March 10, 2008


How Some Bloggers Feel About Talking on the Phone

Yglesias: “I couldn’t be more thrilled with the phone’s decline. I used to be painfully shy as a person, and while I’ve largely gotten over that IRL I still find it incredibly stressful to talk to people on the phone.”

Atrios: “I think I enjoyed chatting with girls when I was 13 or so, but since then I’ve pretty much hated the phone.”

Alan Jacobs: “This is a loathing I share, and have for a long time.”

McMegan: “Weird fact: every single (successful) blogger I know hates talking on the phone. I’m gregarious face to face, and I’m an inveterate user of various kinds of textual messaging, but I would rather scrub my floors with a toothbrush than get on the phone.”

Kevin Drum doesn’t seem to mind. I, for one, hate really don’t like talking on the phone.

comments

19 Responses to “How Some Bloggers Feel About Talking on the Phone”

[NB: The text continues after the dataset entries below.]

//! Thin facade over the Draft-4 JSON Schema engine.
//!
//! The facade owns two concerns the raw engine does not: the `type_loose`
//! toggle, which coerces string tokens such as `"1"` into the type the
//! schema expects before validation (used for URL-embedded parameters), and
//! collapsing the engine's error stream into at most one [`Status`] formed
//! from the first failure.

use jsonschema::{Draft, JSONSchema};
use serde_json::Value;
use talos_core::Status;

/// Toggles applied to a single validation call.
#[derive(Debug, Clone, Copy, Default)]
pub struct ValidationOptions {
    /// When true, string tokens are coerced to the schema's declared type
    /// before type checks. Used for path/query/header parameters, which
    /// always arrive as strings. JSON bodies and responses validate strictly.
    pub type_loose: bool,
}

impl ValidationOptions {
    /// Options for URL-embedded values: loose typing.
    #[must_use]
    pub fn loose() -> Self {
        Self { type_loose: true }
    }

    /// Options for structured bodies: strict typing.
    #[must_use]
    pub fn strict() -> Self {
        Self { type_loose: false }
    }
}

/// Validates values against JSON Schema sub-trees of the specification.
#[derive(Debug, Clone, Copy, Default)]
pub struct SchemaValidator;

impl SchemaValidator {
    /// Creates a schema validator.
    #[must_use]
    pub fn new() -> Self {
        Self
    }

    /// Validates `value` against `schema`, producing at most one status
    /// formed from the first validation failure.
    ///
    /// A schema that itself fails to compile is a specification defect and
    /// surfaces as the generic internal status.
    #[must_use]
    pub fn validate(
        &self,
        value: &Value,
        schema: &Value,
        options: ValidationOptions,
    ) -> Option<Status> {
        let compiled = match JSONSchema::options()
            .with_draft(Draft::Draft4)
            .compile(schema)
        {
            Ok(compiled) => compiled,
            Err(e) => {
                tracing::error!(error = %e, "schema in specification does not compile");
                return Some(Status::internal_error());
            }
        };

        let effective = if options.type_loose {
            coerce(value, schema)
        } else {
            value.clone()
        };

        let result = match compiled.validate(&effective) {
            Ok(()) => None,
            Err(mut errors) => errors.next().map(|error| {
                let path = error.instance_path.to_string();
                let path = if path.is_empty() { "$".to_string() } else { path };
                Status::new("ERR11004", &[&path, &error.to_string()])
            }),
        };
        result
    }
}

/// Coerces string tokens towards the schema's declared type.
///
/// Only well-formed tokens convert; anything else is passed through
/// unchanged so the engine reports the type mismatch.
fn coerce(value: &Value, schema: &Value) -> Value {
    let declared = schema.get("type").and_then(Value::as_str);
    match (value, declared) {
        (Value::String(s), Some("integer")) => s
            .trim()
            .parse::<i64>()
            .map(Value::from)
            .unwrap_or_else(|_| value.clone()),
        (Value::String(s), Some("number")) => s
            .trim()
            .parse::<f64>()
            .ok()
            .and_then(serde_json::Number::from_f64)
            .map(Value::Number)
            .unwrap_or_else(|| value.clone()),
        (Value::String(s), Some("boolean")) => match s.trim().to_ascii_lowercase().as_str() {
            "true" => Value::Bool(true),
            "false" => Value::Bool(false),
            _ => value.clone(),
        },
        (_, Some("array")) => {
            let item_schema = schema.get("items").unwrap_or(&Value::Null);
            let items = match value {
                Value::Array(items) => items.iter().map(|i| coerce(i, item_schema)).collect(),
                single => vec![coerce(single, item_schema)],
            };
            Value::Array(items)
        }
        (Value::Object(map), Some("object")) => {
            let properties = schema.get("properties");
            let coerced = map
                .iter()
                .map(|(key, val)| {
                    let prop_schema = properties
                        .and_then(|p| p.get(key))
                        .unwrap_or(&Value::Null);
                    (key.clone(), coerce(val, prop_schema))
                })
                .collect();
            Value::Object(coerced)
        }
        _ => value.clone(),
    }
}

  1. Andrew Simone on March 11th, 2008 at 6:12 am

    Me too!

  2. Patrick Burleson on March 11th, 2008 at 7:37 am

    Funny, I love the phone. Although there are only a small subset of people I like to call and talk to. But I have no qualms about making any phone call.

    Although I guess I’m a pretty mediocre blogger. So maybe that says something.

  3. Sheila Ryan on March 11th, 2008 at 8:29 am

    Every now and again I will phone one of my longtime friends, and we will jabber for an hour or more. Other than that, I am virtually pathological in my fear of the telephone.

  4. India on March 11th, 2008 at 8:49 am

    I hate, hate, hate, hate, hate the phone, for both business and personal use, and I did so before I’d ever heard of the Internet.

    Even with dear friends whom I love to talk with, I have to force myself to initiate a call, and I cringe whenever my own phone rings. Leaving me a phone message is the surest way to not get a response in a timely fashion. Some of my friends are resigned to this; others, not so much. I know I’m on the shitlist of at least one of my best friends right at this very moment . . .

    This aversion also wastes enormous amounts of my already mismanaged time at work, as I’ll often spend half an hour writing an e-mail about something I could have resolved in a five-minute phone call. And there are vendors I have to work with who apparently have the same aversion to e-mail that I have to the phone, so half of my e-mails to them get ignored—the person plays dead until I finally call to say, “Did you get the e-mail I sent you?” This communication incompatibility has created some notable fuckups over the years.

    Ugh. Just thinking about it is making me tense.

  5. Patrick Burleson on March 11th, 2008 at 8:52 am

    For those that don’t like using the phone, what is it about the medium that makes you averse to it? Loss of facial expression? Not having the ability to rephrase before something is actually said like you can with email?

    I need to point my wife to this. She hates making phone calls.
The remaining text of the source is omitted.